Showing 5 changed files with 132 additions and 104 deletions.
diff --git a/src/python/py/models/README.md b/src/python/py/models/README.md
@@ -14,11 +14,12 @@ This folder contains the model builder for quickly creating optimized and quanti
   - [GGUF Model](#gguf-model)
   - [Extra Options](#extra-options)
     - [Config Only](#config-only)
+    - [Hugging Face Authentication](#hugging-face-authentication)
     - [Exclude Embedding Layer](#exclude-embedding-layer)
     - [Exclude Language Modeling Head](#exclude-language-modeling-head)
-    - [Enable Cuda Graph](#enable-cuda-graph)
+    - [Include Last Hidden States Output](#include-last-hidden-states-output)

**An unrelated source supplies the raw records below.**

use crate::primitives::ConfigError;
use clap::{Parser, Subcommand, ValueEnum};

use super::config::AppConfig;
use super::env::EnvironmentConfig;
use super::loader::load_env_files;

/// dynafix CLI - dependency-aware data fixtures
#[derive(Debug, Clone, Default, Parser)]
#[command(name = "dynafix")]
#[command(about = "Load data fixtures in dependency order")]
#[command(version)]
#[command(propagate_version = true)]
pub struct Cli {
    /// Global configuration options
    #[command(flatten)]
    pub config: AppConfig,

    /// dynafix commands
    #[command(subcommand)]
    pub command: Option<Commands>,
}

/// Configuration loaded from CLI
#[derive(Debug, Clone)]
pub struct CliConfig {
    pub app_config: AppConfig,
    pub command: Option<Commands>,
}

impl CliConfig {
    /// Load configuration from environment files, environment and arguments
    pub fn load() -> Result<Self, ConfigError> {
        load_env_files()?;
        let cli = Cli::parse();
        let env_config = EnvironmentConfig::load()?;

        Ok(Self {
            app_config: AppConfig::load_layered(cli.config, &env_config)?,
            command: cli.command,
        })
    }
}

/// Available dynafix commands
#[derive(Debug, Clone, PartialEq, Subcommand)]
pub enum Commands {
    /// List all discovered fixtures in the order they would be loaded
    List {
        /// Output format
        #[arg(long, value_enum, default_value_t = ListFormat::Text)]
        format: ListFormat,
    },

    /// Load fixtures together with everything they depend on
    Load {
        /// Only load fixtures of this namespace
        #[arg(help = "Namespace to load fixtures from")]
        namespace: Option<String>,

        /// Only load the single fixture of the namespace with this name prefix
        #[arg(help = "Fixture name prefix within the namespace", requires = "namespace")]
        name_prefix: Option<String>,

        /// Load everything, then roll the store back
        #[arg(long, help = "Run every fixture but discard the result")]
        dry_run: bool,

        /// Print the plan instead of executing it
        #[arg(long, help = "Show the execution plan without loading anything")]
        list: bool,
    },

    /// Show version information
    Version,
}

/// Output formats of the `list` command
#[derive(Debug, Clone, Copy, PartialEq, Eq, ValueEnum)]
pub enum ListFormat {
    Text,
    Json,
}

impl Commands {
    /// Check if command needs fixture discovery
    pub fn requires_discovery(&self) -> bool {
        match self {
            Commands::List { .. } => true,
            Commands::Load { .. } => true,
            Commands::Version => false,
        }
    }
}

#[cfg(test)]
mod tests {
    include!("cli.test.rs");
}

+    - [Enable CUDA Graph](#enable-cuda-graph)
     - [Use 8 Bits Quantization in QMoE](#use-8-bits-quantization-in-qmoe)
-    - [Hugging Face Authentication](#hugging-face-authentication)
     - [Use QDQ Pattern for Quantization](#use-qdq-pattern-for-quantization)
     - [LoRA Models](#lora-models)
   - [Unit Testing Models](#unit-testing-models)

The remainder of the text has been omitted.